(Dataset entries)
**********
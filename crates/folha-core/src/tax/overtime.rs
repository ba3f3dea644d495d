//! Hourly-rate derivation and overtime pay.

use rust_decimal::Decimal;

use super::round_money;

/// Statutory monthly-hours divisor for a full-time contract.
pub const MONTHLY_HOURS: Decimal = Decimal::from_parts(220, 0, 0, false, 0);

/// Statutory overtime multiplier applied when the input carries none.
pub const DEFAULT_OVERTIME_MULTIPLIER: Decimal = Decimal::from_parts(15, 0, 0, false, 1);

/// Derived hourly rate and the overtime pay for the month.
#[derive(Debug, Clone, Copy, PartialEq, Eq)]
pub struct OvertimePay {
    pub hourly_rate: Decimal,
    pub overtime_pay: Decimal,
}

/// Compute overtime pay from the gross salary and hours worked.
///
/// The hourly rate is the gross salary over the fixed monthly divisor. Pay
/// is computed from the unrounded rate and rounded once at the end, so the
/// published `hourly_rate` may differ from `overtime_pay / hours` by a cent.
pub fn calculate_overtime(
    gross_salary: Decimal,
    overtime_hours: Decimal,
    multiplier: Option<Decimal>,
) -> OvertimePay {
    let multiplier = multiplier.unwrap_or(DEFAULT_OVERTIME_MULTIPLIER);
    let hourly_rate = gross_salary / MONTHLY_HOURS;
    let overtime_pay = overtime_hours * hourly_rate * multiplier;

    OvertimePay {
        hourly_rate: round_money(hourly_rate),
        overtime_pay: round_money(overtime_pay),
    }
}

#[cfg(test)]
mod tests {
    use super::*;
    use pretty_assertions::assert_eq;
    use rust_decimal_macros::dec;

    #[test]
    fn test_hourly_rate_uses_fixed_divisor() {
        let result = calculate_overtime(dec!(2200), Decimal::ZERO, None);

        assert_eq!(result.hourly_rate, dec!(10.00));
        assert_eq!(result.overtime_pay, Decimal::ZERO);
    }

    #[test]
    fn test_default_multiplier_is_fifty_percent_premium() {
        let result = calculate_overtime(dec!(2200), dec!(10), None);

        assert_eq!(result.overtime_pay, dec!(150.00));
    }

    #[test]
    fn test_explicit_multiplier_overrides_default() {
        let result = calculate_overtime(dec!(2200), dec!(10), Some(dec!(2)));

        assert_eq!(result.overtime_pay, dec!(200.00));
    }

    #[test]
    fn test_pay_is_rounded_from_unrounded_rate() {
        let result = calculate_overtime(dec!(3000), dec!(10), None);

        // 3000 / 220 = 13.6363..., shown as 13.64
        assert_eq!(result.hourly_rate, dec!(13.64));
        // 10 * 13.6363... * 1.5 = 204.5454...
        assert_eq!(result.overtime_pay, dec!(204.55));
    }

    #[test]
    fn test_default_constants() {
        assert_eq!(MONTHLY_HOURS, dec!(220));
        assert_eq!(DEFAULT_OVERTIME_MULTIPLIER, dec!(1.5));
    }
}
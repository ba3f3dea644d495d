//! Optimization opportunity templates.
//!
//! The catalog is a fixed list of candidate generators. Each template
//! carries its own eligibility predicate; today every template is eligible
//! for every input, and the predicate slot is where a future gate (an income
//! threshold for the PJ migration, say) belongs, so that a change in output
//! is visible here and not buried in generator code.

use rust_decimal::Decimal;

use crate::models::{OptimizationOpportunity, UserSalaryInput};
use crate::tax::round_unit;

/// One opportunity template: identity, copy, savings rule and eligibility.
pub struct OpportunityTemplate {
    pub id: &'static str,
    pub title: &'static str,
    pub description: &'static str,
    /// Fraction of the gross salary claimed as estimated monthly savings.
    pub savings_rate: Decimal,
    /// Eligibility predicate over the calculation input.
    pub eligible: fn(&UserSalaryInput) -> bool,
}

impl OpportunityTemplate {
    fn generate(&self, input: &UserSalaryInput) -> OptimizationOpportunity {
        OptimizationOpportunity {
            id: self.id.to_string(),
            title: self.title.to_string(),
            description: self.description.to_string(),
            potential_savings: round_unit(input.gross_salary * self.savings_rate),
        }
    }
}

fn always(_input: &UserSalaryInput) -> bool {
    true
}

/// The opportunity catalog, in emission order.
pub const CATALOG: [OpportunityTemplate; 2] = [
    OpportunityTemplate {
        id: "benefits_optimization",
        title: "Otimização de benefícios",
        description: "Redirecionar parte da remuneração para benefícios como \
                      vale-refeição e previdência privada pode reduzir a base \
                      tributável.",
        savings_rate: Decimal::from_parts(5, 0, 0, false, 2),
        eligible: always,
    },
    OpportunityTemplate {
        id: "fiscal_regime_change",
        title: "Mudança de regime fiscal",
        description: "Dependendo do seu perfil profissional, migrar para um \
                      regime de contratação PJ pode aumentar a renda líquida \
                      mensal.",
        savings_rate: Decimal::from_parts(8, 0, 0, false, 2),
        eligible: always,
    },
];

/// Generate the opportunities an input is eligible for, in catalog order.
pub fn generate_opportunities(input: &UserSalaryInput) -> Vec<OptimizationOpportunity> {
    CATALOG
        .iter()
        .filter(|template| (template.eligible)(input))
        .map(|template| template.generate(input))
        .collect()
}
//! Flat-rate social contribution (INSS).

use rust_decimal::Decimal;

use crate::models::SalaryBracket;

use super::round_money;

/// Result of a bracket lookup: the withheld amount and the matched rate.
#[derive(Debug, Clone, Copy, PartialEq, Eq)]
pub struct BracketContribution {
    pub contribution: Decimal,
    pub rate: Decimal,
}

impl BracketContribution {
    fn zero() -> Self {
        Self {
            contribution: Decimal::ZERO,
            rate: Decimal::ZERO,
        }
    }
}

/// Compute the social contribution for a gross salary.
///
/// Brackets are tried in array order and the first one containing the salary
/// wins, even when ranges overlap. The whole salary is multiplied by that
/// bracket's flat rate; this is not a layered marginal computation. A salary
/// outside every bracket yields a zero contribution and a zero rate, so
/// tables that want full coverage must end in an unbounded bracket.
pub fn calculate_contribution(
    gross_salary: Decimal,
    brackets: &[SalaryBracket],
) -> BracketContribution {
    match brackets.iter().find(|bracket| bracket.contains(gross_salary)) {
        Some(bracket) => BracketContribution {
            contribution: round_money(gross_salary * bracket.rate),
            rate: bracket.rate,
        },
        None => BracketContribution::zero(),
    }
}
**********
• **Assigned task**
Copy from the entries only those lines that hold the word "bool".

• **Task result**
    pub eligible: fn(&UserSalaryInput) -> bool,
fn always(_input: &UserSalaryInput) -> bool {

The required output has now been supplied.